Understanding compliance posture
The bottom of the Settings — Workspaces — Identity & Verification page shows a live Compliance posture summary. Each row corresponds to one of the standards the platform implements, with a status badge that reflects your current configuration.
This page explains what each status means and how to read the summary.
The four statuses
Section titled “The four statuses”| Status | Meaning |
|---|---|
| Follows | Your current configuration matches the standard’s default requirement. No flagging in the footer. |
| Aligned with | Your configuration differs from the default but still respects the standard’s principles. The platform is willing to support this; auditors will see a deviation from default but no compliance gap. |
| Restricted | The standard explicitly classifies the chosen mechanism as restricted (for example, PSTN OOB under NIST 800-63B §5.2.10). The platform supports it but flags it. |
| Reduced | Your configuration falls below what the standard expects. Use with intent — this row appears red in the footer. |
| Not configured | A prerequisite is missing — typically no lookup tool has been attached, so the verification specialist cannot run. |
How a row gets each status
Section titled “How a row gets each status”Each row in the footer is computed live from your current settings. Some examples:
- NIST SP 800-63A §5.3.2 (KBV procedure) — “Follows” when you have 4 questions, all-correct pass rule, and a 3-attempt cap. Any deviation flips this to “Aligned with.”
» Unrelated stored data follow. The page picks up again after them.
//! In-memory mock implementation of RemoteStore for testing.
//!
//! Holds nodes in a `tokio::sync::RwLock` map, records every call, and
//! supports per-operation failure injection so optimistic rollback paths
//! can be exercised without a server.

use async_trait::async_trait;
use std::collections::HashMap;
use std::sync::atomic::{AtomicU64, Ordering};
use tokio::sync::RwLock;

use crate::error::SyncError;
use crate::graph::models::{GoalNode, NodeDraft, NodePatch, PositionUpdate, TrackRecord};
use crate::remote::traits::RemoteStore;

/// A recorded remote call, for assertions on request shaping.
#[derive(Debug, Clone, PartialEq)]
pub enum RecordedCall {
    FetchAll,
    Create(NodeDraft),
    Update(String, NodePatch),
    Delete(String),
    BulkUpdatePositions(Vec<PositionUpdate>),
    FetchTracks,
    BulkCreateFor(String, usize),
}

/// In-memory mock of the remote CRUD API.
pub struct MockRemoteStore {
    pub nodes: RwLock<HashMap<String, GoalNode>>,
    pub tracks: RwLock<Vec<TrackRecord>>,
    pub calls: RwLock<Vec<RecordedCall>>,
    /// Operation names ("create", "update", "delete", "positions",
    /// "fetch_all", "tracks") that fail with the configured error.
    failing: RwLock<HashMap<String, SyncError>>,
    /// Fails only updates whose patch matches, independent of `failing`.
    /// Useful when two updates are in flight and only one should fail.
    failing_update_if: RwLock<Option<(Box<dyn Fn(&NodePatch) -> bool + Send + Sync>, SyncError)>>,
    next_id: AtomicU64,
    owner: String,
}

impl MockRemoteStore {
    pub fn new() -> Self {
        Self {
            nodes: RwLock::new(HashMap::new()),
            tracks: RwLock::new(Vec::new()),
            calls: RwLock::new(Vec::new()),
            failing: RwLock::new(HashMap::new()),
            failing_update_if: RwLock::new(None),
            next_id: AtomicU64::new(1),
            owner: "mock-owner".to_string(),
        }
    }

    /// Make one operation fail until cleared.
    pub async fn fail(&self, operation: &str, error: SyncError) {
        self.failing
            .write()
            .await
            .insert(operation.to_string(), error);
    }

    /// Stop failing an operation.
    pub async fn recover(&self, operation: &str) {
        self.failing.write().await.remove(operation);
    }

    /// Fail only updates whose patch matches the predicate.
    pub async fn fail_update_if(
        &self,
        predicate: impl Fn(&NodePatch) -> bool + Send + Sync + 'static,
        error: SyncError,
    ) {
        *self.failing_update_if.write().await = Some((Box::new(predicate), error));
    }

    /// Seed a node as if it already existed server-side.
    pub async fn seed(&self, node: GoalNode) {
        self.nodes.write().await.insert(node.id.clone(), node);
    }

    /// Calls recorded so far.
    pub async fn recorded(&self) -> Vec<RecordedCall> {
        self.calls.read().await.clone()
    }

    async fn check_failure(&self, operation: &str) -> Result<(), SyncError> {
        if let Some(err) = self.failing.read().await.get(operation) {
            return Err(err.clone());
        }
        Ok(())
    }

    fn assign_id(&self) -> String {
        format!("srv{}", self.next_id.fetch_add(1, Ordering::SeqCst))
    }
}

impl Default for MockRemoteStore {
    fn default() -> Self {
        Self::new()
    }
}

#[async_trait]
impl RemoteStore for MockRemoteStore {
    async fn fetch_all(&self) -> Result<Vec<GoalNode>, SyncError> {
        self.calls.write().await.push(RecordedCall::FetchAll);
        self.check_failure("fetch_all").await?;
        let mut nodes: Vec<GoalNode> = self.nodes.read().await.values().cloned().collect();
        nodes.sort_by(|a, b| a.id.cmp(&b.id));
        Ok(nodes)
    }

    async fn create(&self, draft: &NodeDraft) -> Result<GoalNode, SyncError> {
        self.calls
            .write()
            .await
            .push(RecordedCall::Create(draft.clone()));
        self.check_failure("create").await?;
        let node = GoalNode {
            id: self.assign_id(),
            name: draft.name.clone(),
            commit: draft.commit,
            x: draft.x,
            y: draft.y,
            links: draft.links.clone(),
            activation: 0.0,
            color: draft.color.clone(),
            starred: draft.starred,
            acute: draft.acute,
            owner_id: Some(self.owner.clone()),
        };
        self.nodes.write().await.insert(node.id.clone(), node.clone());
        Ok(node)
    }

    async fn update(&self, id: &str, patch: &NodePatch) -> Result<(), SyncError> {
        self.calls
            .write()
            .await
            .push(RecordedCall::Update(id.to_string(), patch.clone()));
        self.check_failure("update").await?;
        if let Some((predicate, error)) = self.failing_update_if.read().await.as_ref() {
            if predicate(patch) {
                return Err(error.clone());
            }
        }
        let mut nodes = self.nodes.write().await;
        let node = nodes
            .get_mut(id)
            .ok_or_else(|| SyncError::NotFound(id.to_string()))?;
        if let Some(name) = &patch.name {
            node.name = name.clone();
        }
        if let Some(commit) = patch.commit {
            node.commit = commit;
        }
        if let Some(color) = &patch.color {
            node.color = color.clone();
        }
        if let Some(starred) = patch.starred {
            node.starred = starred;
        }
        if let Some(acute) = patch.acute {
            node.acute = acute;
        }
        if let Some(links) = &patch.links {
            node.links = links.clone();
        }
        Ok(())
    }

    async fn delete(&self, id: &str) -> Result<(), SyncError> {
        self.calls
            .write()
            .await
            .push(RecordedCall::Delete(id.to_string()));
        self.check_failure("delete").await?;
        let mut nodes = self.nodes.write().await;
        nodes
            .remove(id)
            .ok_or_else(|| SyncError::NotFound(id.to_string()))?;
        // Server-side purge of the id from every other link map.
        for node in nodes.values_mut() {
            node.links.remove(id);
        }
        Ok(())
    }

    async fn bulk_update_positions(&self, positions: &[PositionUpdate]) -> Result<(), SyncError> {
        self.calls
            .write()
            .await
            .push(RecordedCall::BulkUpdatePositions(positions.to_vec()));
        self.check_failure("positions").await?;
        let mut nodes = self.nodes.write().await;
        for pos in positions {
            // Unknown ids are silently ignored, like the real endpoint.
            if let Some(node) = nodes.get_mut(&pos.id) {
                node.x = pos.x;
                node.y = pos.y;
            }
        }
        Ok(())
    }

    async fn fetch_tracks(&self) -> Result<Vec<TrackRecord>, SyncError> {
        self.calls.write().await.push(RecordedCall::FetchTracks);
        self.check_failure("tracks").await?;
        let mut tracks = self.tracks.read().await.clone();
        tracks.sort_by(|a, b| b.date.cmp(&a.date));
        Ok(tracks)
    }

    async fn bulk_create_for(
        &self,
        owner_id: &str,
        drafts: &[NodeDraft],
    ) -> Result<(), SyncError> {
        self.calls
            .write()
            .await
            .push(RecordedCall::BulkCreateFor(owner_id.to_string(), drafts.len()));
        self.check_failure("bulk_create").await?;
        let mut nodes = self.nodes.write().await;
        for draft in drafts {
            let id = self.assign_id();
            nodes.insert(
                id.clone(),
                GoalNode {
                    id,
                    name: draft.name.clone(),
                    commit: draft.commit,
                    x: draft.x,
                    y: draft.y,
                    links: draft.links.clone(),
                    activation: 0.0,
                    color: draft.color.clone(),
                    starred: draft.starred,
                    acute: draft.acute,
                    owner_id: Some(owner_id.to_string()),
                },
            );
        }
        Ok(())
    }
}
- GDPR Art. 12(2) personal-data verification — “Follows” when every PII-returning tool requires
identifiedor higher. If you lowered a PII tool toanonymous, the row flips to “Reduced” and lists how many tools fell below the floor. - NIST 800-63B §5.2.10 PSTN OOB — “Restricted” by default (the standard classifies PSTN attestation as a Restricted Authenticator) but flips to “Deviation” if you mark caller ID as standalone identification.
- GDPR Art. 5(1)(e) storage limitation — “Follows” at 12+ months retention. Below 12 it flips to “Aligned with”; below 6 to “Reduced.”
If you change a setting, the corresponding row in the posture footer updates immediately. There is no need to reload the page or save manually.
What auditors see
Section titled “What auditors see”The posture footer is operator-facing — it is the workspace owner’s view of their own configuration. The platform’s external compliance posture (DPA addendum, sub-processor list, sec questionnaire answers) lives in the legal documentation centre and is unaffected by individual workspace knobs.
The audit log — Settings — Workspaces — (your workspace) — Identity events — is the evidentiary record auditors usually request. Every change to the verification configuration, every verification attempt, every lockout, and every successful identification is recorded there with a timestamp and the operator (or system) that triggered it.